Per continuare nel parallelo e capire le connessioni tra scienza, politica
e società, immaginiamo che un uragano si stia dirigendo verso la costa di una
certa regione e il governatore di questa debba decidere se evacuare o meno una
certa città. Entrambe le scelte hanno un rischio e dunque un costo: da una parte
non si può sapere con esattezza se quell’uragano arriverà su quella città
poiché un errore nel calcolo della traiettoria di qualche km cambierebbe
completamente lo scenario.
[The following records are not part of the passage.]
//! Logging infrastructure using `tracing` and `tracing-subscriber`.
//!
//! The library crates only emit events; this module installs the subscriber
//! for the `qsf-convert` binary.
//!
//! # Log Levels
//!
//! - `error`: Fatal errors
//! - `warn`: Unreadable fields, unresolved dynamic choices, layout mismatches
//! - `info`: Stage progress and summary counts
//! - `debug`: Per-element decoding details
//! - `trace`: Everything else

use std::fs::OpenOptions;
use std::io::{self, Write};
use std::path::PathBuf;
use std::sync::{Arc, Mutex};

use tracing::level_filters::LevelFilter;
use tracing_subscriber::{
    EnvFilter,
    fmt::{self, MakeWriter},
    layer::SubscriberExt,
    util::SubscriberInitExt,
};

/// Crates whose events follow the configured level; everything else stays at `warn`.
const WORKSPACE_TARGETS: [&str; 4] = ["qsf_cli", "qsf_ingest", "qsf_model", "qsf_report"];

/// Configuration for logging behavior.
#[derive(Debug, Clone)]
pub struct LogConfig {
    /// Maximum level for workspace crates.
    pub level_filter: LevelFilter,
    /// Whether `RUST_LOG` may override `level_filter`.
    pub use_env_filter: bool,
    /// Whether to include timestamps in log output.
    pub with_timestamps: bool,
    /// Whether to include target (module path) in log output.
    pub with_target: bool,
    /// Whether to use ANSI colors in output.
    pub with_ansi: bool,
    pub format: LogFormat,
    /// Optional log file path. When set, logs are appended to the file.
    pub log_file: Option<PathBuf>,
}

/// Log output format.
#[derive(Debug, Clone, Copy, Default, PartialEq, Eq)]
pub enum LogFormat {
    /// Human-readable pretty format with colors.
    #[default]
    Pretty,
    /// Compact single-line format.
    Compact,
    /// JSON format for machine parsing.
    Json,
}

impl Default for LogConfig {
    fn default() -> Self {
        Self {
            level_filter: LevelFilter::WARN,
            use_env_filter: true,
            with_timestamps: false,
            with_target: false,
            with_ansi: true,
            format: LogFormat::default(),
            log_file: None,
        }
    }
}

/// Initialize the global tracing subscriber with the given configuration.
///
/// # Errors
///
/// Returns an error if the log file cannot be opened.
pub fn init_logging(config: &LogConfig) -> io::Result<()> {
    if let Some(path) = &config.log_file {
        let file = OpenOptions::new().create(true).append(true).open(path)?;
        init_logging_with_writer(config, SharedFileWriter::new(file));
    } else {
        init_logging_with_writer(config, io::stderr);
    }
    Ok(())
}

/// Initialize logging with a custom writer.
pub fn init_logging_with_writer<W>(config: &LogConfig, writer: W)
where
    W: for<'writer> MakeWriter<'writer> + Send + Sync + 'static,
{
    let filter = build_env_filter(config);

    match config.format {
        LogFormat::Json => {
            let layer = fmt::layer()
                .json()
                .with_writer(writer)
                .with_target(config.with_target);
            tracing_subscriber::registry()
                .with(filter)
                .with(layer)
                .init();
        }
        LogFormat::Compact => {
            let layer = fmt::layer()
                .compact()
                .with_writer(writer)
                .with_ansi(config.with_ansi)
                .with_target(config.with_target);
            if config.with_timestamps {
                tracing_subscriber::registry()
                    .with(filter)
                    .with(layer)
                    .init();
            } else {
                tracing_subscriber::registry()
                    .with(filter)
                    .with(layer.without_time())
                    .init();
            }
        }
        LogFormat::Pretty => {
            let layer = fmt::layer()
                .with_writer(writer)
                .with_ansi(config.with_ansi)
                .with_target(config.with_target);
            if config.with_timestamps {
                tracing_subscriber::registry()
                    .with(filter)
                    .with(layer)
                    .init();
            } else {
                tracing_subscriber::registry()
                    .with(filter)
                    .with(layer.without_time())
                    .init();
            }
        }
    }
}

#[derive(Clone)]
struct SharedFileWriter {
    file: Arc<Mutex<std::fs::File>>,
}

impl SharedFileWriter {
    fn new(file: std::fs::File) -> Self {
        Self {
            file: Arc::new(Mutex::new(file)),
        }
    }
}

struct SharedFileGuard {
    file: Arc<Mutex<std::fs::File>>,
}

impl Write for SharedFileGuard {
    fn write(&mut self, buf: &[u8]) -> io::Result<usize> {
        let mut guard = self
            .file
            .lock()
            .map_err(|_| io::Error::other("log file lock poisoned"))?;
        guard.write(buf)
    }

    fn flush(&mut self) -> io::Result<()> {
        let mut guard = self
            .file
            .lock()
            .map_err(|_| io::Error::other("log file lock poisoned"))?;
        guard.flush()
    }
}

impl<'a> MakeWriter<'a> for SharedFileWriter {
    type Writer = SharedFileGuard;

    fn make_writer(&'a self) -> Self::Writer {
        SharedFileGuard {
            file: Arc::clone(&self.file),
        }
    }
}

/// Build the event filter, letting `RUST_LOG` win when allowed.
fn build_env_filter(config: &LogConfig) -> EnvFilter {
    if config.use_env_filter
        && let Ok(filter) = EnvFilter::try_from_default_env()
    {
        return filter;
    }
    EnvFilter::new(default_directives(config.level_filter))
}

fn default_directives(level: LevelFilter) -> String {
    let level = level.to_string().to_lowercase();
    let mut directives = vec!["warn".to_string()];
    directives.extend(
        WORKSPACE_TARGETS
            .iter()
            .map(|target| format!("{target}={level}")),
    );
    directives.join(",")
}
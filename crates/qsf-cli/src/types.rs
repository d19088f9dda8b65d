use std::path::PathBuf;

use qsf_ingest::UnresolvedDynamicChoices;

/// Outcome of one conversion run.
#[derive(Debug)]
pub struct ConvertResult {
    pub survey_id: String,
    pub title: String,
    pub questions: usize,
    /// Question columns, excluding the fixed leading columns.
    pub columns: usize,
    pub factor_columns: usize,
    pub responses: usize,
    pub unresolved: Vec<UnresolvedDynamicChoices>,
    pub csv_path: PathBuf,
    pub r_script_path: Option<PathBuf>,
    pub survey_dump_path: Option<PathBuf>,
}
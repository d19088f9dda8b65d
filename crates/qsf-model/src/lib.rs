//! Survey data model.
//!
//! This crate holds the typed representation of a survey export:
//!
//! - **Choice**: an option or matrix row, with label and export name
//! - **Question**: a closed set of question variants, each knowing its export
//!   columns and how to render a response into them
//! - **Response**: one participant's answers, keyed by normalized answer keys
//! - **Survey**: ordered questions plus attached responses

pub mod choice;
pub mod column;
pub mod error;
pub mod normalize;
pub mod question;
pub mod response;
pub mod survey;

pub use choice::Choice;
pub use column::{Column, ColumnType, Levels};
pub use error::{ModelError, Result};
pub use normalize::{is_timer_key, normalize_answer_key};
pub use question::{
    DynamicChoiceKind, DynamicChoices, NO_RESPONSE_CODE, NO_RESPONSE_CODE_MULTI, Question,
    QuestionType, SELECTED,
};
pub use response::Response;
pub use survey::{FIXED_COLUMNS, Survey, TIMESTAMP_FORMAT};

#[cfg(test)]
mod tests {
    use super::*;

    #[test]
    fn question_serializes() {
        let mut question = Question::new("QID1", "Q1", QuestionType::SingleChoice);
        question.choices = vec![Choice::new("1", "Yes")];
        let json = serde_json::to_string(&question).expect("serialize question");
        let round: Question = serde_json::from_str(&json).expect("deserialize question");
        assert_eq!(round, question);
    }
}
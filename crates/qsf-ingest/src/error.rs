//! Error types for survey ingestion.

use thiserror::Error;

use qsf_model::ModelError;

/// Errors that can occur while reading a survey definition or its responses.
#[derive(Debug, Error)]
pub enum IngestError {
    // === Stream Errors ===
    /// Failed to read the input stream.
    #[error("failed to read {document}: {source}")]
    Read {
        document: &'static str,
        #[source]
        source: std::io::Error,
    },

    // === Definition Document Errors ===
    /// The definition document is not valid JSON or not an object.
    #[error("survey definition is not valid JSON: {0}")]
    Json(#[from] serde_json::Error),

    /// A required top-level section is absent.
    #[error("survey definition has no {field}")]
    MissingMetadata { field: &'static str },

    /// A survey element matches no known payload shape for its tag.
    #[error("survey element {index} ({element}) is malformed: {reason}")]
    MalformedElement {
        index: usize,
        element: String,
        reason: String,
    },

    // === Response Document Errors ===
    /// The response document is not well-formed XML.
    #[error("response document is not valid XML: {0}")]
    Xml(#[from] quick_xml::Error),

    /// An answer element carries text that cannot be decoded.
    #[error("cannot decode text of <{tag}>: {reason}")]
    XmlText { tag: String, reason: String },

    /// Two answers of one response collapsed onto the same key.
    #[error("response {response_id}: {source}")]
    DuplicateAnswer {
        response_id: String,
        #[source]
        source: ModelError,
    },
}

impl IngestError {
    /// Whether a caller may report this error and carry on with other input.
    ///
    /// Duplicate answers mean the survey uses a loop/merge layout that cannot
    /// be flattened without losing data; processing must stop.
    pub fn is_recoverable(&self) -> bool {
        !matches!(self, Self::DuplicateAnswer { .. })
    }
}

/// Result type for ingestion operations.
pub type Result<T> = std::result::Result<T, IngestError>;
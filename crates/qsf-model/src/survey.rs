use std::collections::BTreeMap;

use chrono::NaiveDateTime;
use serde::Serialize;

use crate::column::Column;
use crate::question::Question;
use crate::response::Response;

/// Timestamp layout used by both the definition and response documents.
pub const TIMESTAMP_FORMAT: &str = "%Y-%m-%d %H:%M:%S";

/// Leading columns of every exported table, before any question column.
pub const FIXED_COLUMNS: [&str; 4] = ["id", "finished", "progress", "duration"];

/// A parsed survey definition together with its responses.
#[derive(Debug, Clone, Default, Serialize)]
pub struct Survey {
    pub id: String,
    pub title: String,
    pub description: String,
    pub status: String,
    pub created_on: Option<NaiveDateTime>,
    pub launched_on: Option<NaiveDateTime>,
    pub modified_on: Option<NaiveDateTime>,
    /// Question IDs in export order: block/flow order, then embedded data.
    pub question_order: Vec<String>,
    pub questions: BTreeMap<String, Question>,
    #[serde(skip)]
    pub responses: Vec<Response>,
}

impl Survey {
    /// Questions in export order.
    pub fn ordered_questions(&self) -> impl Iterator<Item = &Question> {
        self.question_order
            .iter()
            .filter_map(|id| self.questions.get(id))
    }

    /// Every question column, paired with the question that owns it.
    pub fn question_columns(&self) -> Vec<(&Question, Column)> {
        self.ordered_questions()
            .flat_map(|question| {
                question
                    .columns()
                    .into_iter()
                    .map(move |column| (question, column))
            })
            .collect()
    }

    /// Full table header: the fixed columns followed by every question column.
    pub fn header(&self) -> Vec<String> {
        FIXED_COLUMNS
            .iter()
            .map(|name| (*name).to_string())
            .chain(
                self.ordered_questions()
                    .flat_map(Question::column_names),
            )
            .collect()
    }

    /// Attach responses read from a response document, replacing any present.
    pub fn set_responses(&mut self, responses: Vec<Response>) {
        self.responses = responses;
    }
}

#[cfg(test)]
mod tests {
    use super::*;
    use crate::choice::Choice;
    use crate::question::QuestionType;

    fn survey() -> Survey {
        let mut single = Question::new("QID1", "Q1", QuestionType::SingleChoice);
        single.choices = vec![Choice::new("1", "Yes"), Choice::new("2", "No")];
        let mut multi = Question::new("QID2", "Q2", QuestionType::MultiSelect);
        multi.choices = vec![Choice::new("1", "A"), Choice::new("2", "B").with_text(true)];
        let trashed = Question::new("QID3", "Q3", QuestionType::TextEntry);

        let mut survey = Survey::default();
        for question in [single, multi, trashed] {
            survey.questions.insert(question.id.clone(), question);
        }
        survey.question_order = vec!["QID2".to_string(), "QID1".to_string()];
        survey
    }

    #[test]
    fn header_follows_question_order() {
        let survey = survey();
        assert_eq!(
            survey.header(),
            vec!["id", "finished", "progress", "duration", "Q2_1", "Q2_2", "Q2_2_text", "Q1"]
        );
    }

    #[test]
    fn question_columns_match_header() {
        let survey = survey();
        let columns = survey.question_columns();
        assert_eq!(columns.len() + FIXED_COLUMNS.len(), survey.header().len());
        assert_eq!(columns[0].0.id, "QID2");
        assert_eq!(columns[3].0.id, "QID1");
    }
}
D’altra parte, l’evacuazione di una città ha un
costo enorme come lo ha la non evacuazione quando una città viene colpita da un
uragano (pensiamo a New Orleans). Quando si prende una decisione non conoscendo
abbastanza bene l’errore della previsione della traiettoria ci si assume un
rischio: quale è la soglia di rischio tollerabile da un punto di vista politico
data una certa incertezza? Dal punto di vista dei decisori politici, la
previsione in probabilità di un evento catastrofico estremo è utile in pratica
soltanto se a valle ci sono protocolli operativi in grado di gestire e usare
informazioni con un’incertezza quantificabile e/o formulate in termini di vari
scenari evolutivi con associata stima della probabilità (si veda qui per
una introduzione divulgativa e qui per
una trattazione più tecnica).
Il Coronavirus è come un uragano, ormai nel pieno del suo sviluppo, che sta
investendo tutto il mondo (una pandemia ha detto l’OMS) ma che, a differenza di
un fenomeno metereologico, può essere attenuato da decisioni politiche e
comportamenti individuali opportuni. Il problema è però che nel caso specifico
non c’è un protocollo ben definito da seguire e dunque tutto s’improvvisa
sull’onda dell’emergenza. Tuttavia, il fatto che l’intervento esterno possa
cambiare l’evoluzione del fenomeno fa sì che questo sia molto diverso da un
urgano che si sviluppa a prescindere. Si entra cioè nella zona di confine tra
scienza, politica, e società che rappresenta oggi la frontiera dell’attuale
ricerca: quando la ricerca cessa dunque di essere solamente accademica ma riguarda
direttamente ognuno di noi e quando lo scienziato diventa il necessario
interlocutore per prendere decisioni politiche e per spiegarle alla
collettività. Questa situazione fornisce una chiara risposta alla famosa
domanda di Silvio Berlusconi “Perché dobbiamo pagare uno scienziato se facciamo
le scarpe più belle del mondo”? E rende anche chiaro che le politiche che hanno
indebolito sia l’università sia il sistema sanitario (dal taglio di posti
letto al numero chiuso a medicina) sono state scellerate:
nell’immediato è davvero difficile porvi rimedio ma è ora cambiare rotta.